|Mutti, Navdeep - KANSAS STATE UNIVERSITY|
|Louis, Joe - KANSAS STATE UNIVERSITY|
|Pappan, Loretta - KANSAS STATE UNIVERSITY|
|Pappan, Kirk - KANSAS STATE UNIVERSITY|
|Begum, Khurshida - KANSAS STATE UNIVERSITY|
|Park, Yoonseong - KANSAS STATE UNIVERISTY|
|Dittmer, Neal - KANSAS STATE UNIVERSITY|
|Marshall, Jeremy - KANSAS STATE UNIVERSITY|
|Reese, John - KANSAS STATE UNIVERSITY|
|Reeck, Gerald - KANSAS STATE UNIVERSITY|
Submitted to: Proceedings of the National Academy of Sciences
Publication Type: Peer Reviewed Journal
Publication Acceptance Date: March 26, 2008
Publication Date: July 22, 2008
Citation: Mutti, N.S., Louis, J., Pappan, L.K., Pappan, K., Begum, K., Chen, M., Park, Y., Dittmer, N., Marshall, J., Reese, J.C., Reeck, G.R. 2008. A protein from the salivary glands of the pea aphid, Acyrthosiphon pisum, is essential in feeding on a host plant. Proceedings of the National Academy of Sciences.105:9965-9969. Interpretive Summary: Insects, especially those with sucking mouthparts, inject proteins and other substances into host tissues to facilitate feeding. This research, for the first time, has demonstrated that a salivary protein is essential for an insect to survive on host plants. Without this protein (through so-called gene silencing), the insect can survive on an artificial diet, but not on a host plant. The essentiality of this protein for the insect to live on a host plant indicates a possibility to convert a host plant into a nonhost by artificially expressed double-stranded RNA of the insect gene in plants.

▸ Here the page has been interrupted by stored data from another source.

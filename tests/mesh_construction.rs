mod util;

use flux_mesh::geometry::point::{Point2, points_as_flat};
use flux_mesh::mesh::classify::domain_area_above;
use flux_mesh::mesh::{AdaptiveMesh, MeshView};
use flux_mesh::mesh_error::MeshError;
use util::{assert_well_formed, grid, identity, unit_square};

#[test]
fn square_is_two_triangles_of_half_area() {
    let mesh = AdaptiveMesh::new(&unit_square(), identity).unwrap();
    assert_eq!(mesh.num_triangles(), 2);
    assert_eq!(mesh.num_points(), 4);
    assert!(mesh.is_delaunay());
    for a in mesh.area_in_domain(mesh.simplices()) {
        assert!((a - 0.5).abs() < 1e-12);
    }
    assert!((mesh.initial_domain_area() - 1.0).abs() < 1e-12);
    assert_eq!(mesh.initial_domain(), unit_square().as_slice());
    assert_eq!(mesh.initial_image(), unit_square().as_slice());
    assert_well_formed(&mesh);
}

#[test]
fn image_area_sign_is_reported_as_is() {
    let mirror = |pts: &[Point2]| -> Vec<Point2> {
        pts.iter().map(|p| Point2::new(-p.x, p.y)).collect()
    };
    let mesh = AdaptiveMesh::new(&unit_square(), mirror).unwrap();
    for a in mesh.area_in_image(mesh.simplices()) {
        assert!((a + 0.5).abs() < 1e-12, "mirrored triangle should have area -0.5, got {a}");
    }
}

#[test]
fn flat_buffer_constructor() {
    let pts = unit_square();
    let mesh = AdaptiveMesh::from_flat(points_as_flat(&pts), identity).unwrap();
    assert_eq!(mesh.num_triangles(), 2);

    let err = AdaptiveMesh::from_flat(&[0.0, 0.0, 1.0, 0.0, 0.0], identity).unwrap_err();
    assert_eq!(err, MeshError::OddCoordinateBuffer(5));
    assert!(err.is_configuration_error());
}

#[test]
fn construction_errors_are_configuration_errors() {
    let too_few = AdaptiveMesh::new(&unit_square()[..2], identity).unwrap_err();
    assert_eq!(too_few, MeshError::TooFewPoints(2));

    let mut pts = unit_square();
    pts[1] = Point2::new(f64::INFINITY, 0.0);
    let non_finite = AdaptiveMesh::new(&pts, identity).unwrap_err();
    assert_eq!(non_finite, MeshError::NonFiniteDomainPoint { index: 1 });

    let collinear = [
        Point2::new(0.0, 0.0),
        Point2::new(0.5, 0.5),
        Point2::new(1.0, 1.0),
    ];
    let degenerate = AdaptiveMesh::new(&collinear, identity).unwrap_err();
    assert_eq!(degenerate, MeshError::DegenerateTriangulation);

    let drop_first = |pts: &[Point2]| pts[1..].to_vec();
    let shape = AdaptiveMesh::new(&unit_square(), drop_first).unwrap_err();
    assert_eq!(
        shape,
        MeshError::MappingShapeMismatch {
            expected: 4,
            found: 3
        }
    );

    for err in [too_few, non_finite, degenerate, shape] {
        assert!(err.is_configuration_error());
        assert!(!err.is_invariant_violation());
    }
}

#[test]
fn mapping_is_called_once_per_batch() {
    use std::cell::Cell;
    let calls = Cell::new(0usize);
    let counting = |pts: &[Point2]| {
        calls.set(calls.get() + 1);
        pts.to_vec()
    };
    let mut mesh = AdaptiveMesh::new(&grid(3), counting).unwrap();
    assert_eq!(calls.get(), 1);
    mesh.refine_large_triangles(domain_area_above(0.0)).unwrap();
    assert_eq!(calls.get(), 2);
    // nothing flagged: no mapping call
    let none = mesh
        .refine_large_triangles(|view: &MeshView<'_>| vec![false; view.simplices.len()])
        .unwrap();
    assert_eq!(none, 0);
    assert_eq!(calls.get(), 2);
}

#[test]
fn large_refinement_inserts_centroids_and_stays_delaunay() {
    let mut mesh = AdaptiveMesh::new(&grid(3), identity).unwrap();
    assert_eq!(mesh.num_triangles(), 8);

    let added = mesh.refine_large_triangles(domain_area_above(0.1)).unwrap();
    assert_eq!(added, 8);
    assert_eq!(mesh.num_points(), 17);
    assert!(mesh.is_delaunay());
    assert!((mesh.view().total_domain_area() - 1.0).abs() < 1e-12);
    assert_well_formed(&mesh);

    // every new point is the centroid of an old triangle and was mapped
    for (d, i) in mesh.domain_points()[9..].iter().zip(&mesh.image_points()[9..]) {
        assert_eq!(d, i);
    }

    let nothing = mesh.refine_large_triangles(domain_area_above(1.0)).unwrap();
    assert_eq!(nothing, 0);
    assert_eq!(mesh.num_points(), 17);
}

#[test]
fn large_refinement_checks_mask_length() {
    let mut mesh = AdaptiveMesh::new(&unit_square(), identity).unwrap();
    let err = mesh.refine_large_triangles(|_| vec![true]).unwrap_err();
    assert_eq!(
        err,
        MeshError::MaskLengthMismatch {
            expected: 2,
            found: 1
        }
    );
    assert_eq!(mesh.num_points(), 4);
}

Technical Abstract: In feeding, aphids inject saliva into plant tissues, gaining access to phloem sap and eliciting (and sometimes overcoming) plant responses. We are examining the involvement, in this aphid-plant interaction, of individual aphid proteins and enzymes, as identified in a salivary gland cDNA library. Here, we focus on a salivary protein we have arbitrarily designated Protein C002. We have shown, by using RNAi-based transcript knockdown, that this protein is important in the survival of the pea aphid (Acyrthosiphon pisum) on fava bean, a host plant. Here, we further characterize the process of knockdown aphids. The encoded protein fails to match any protein outside of the family Aphididae. By using in situ hybridication and immunohistochemistry, the transcript and the protein were localized to a subset of secretary cells in principal salivary glands. Protein C002, whose sequence contains an N-terminal secretion signal, is injected into the host plant during aphid feeding. By using the electrical penetration graph method on C002-knockdown aphids, we find that the knockdown affects several aspects of foraging and feeding, with the result that the C002-knockdown aphids spend very little time in contact with phloem sap in sieve elements. Thus, we infer that protein C002 is crucial in the feeding of the pea aphid on fava bean.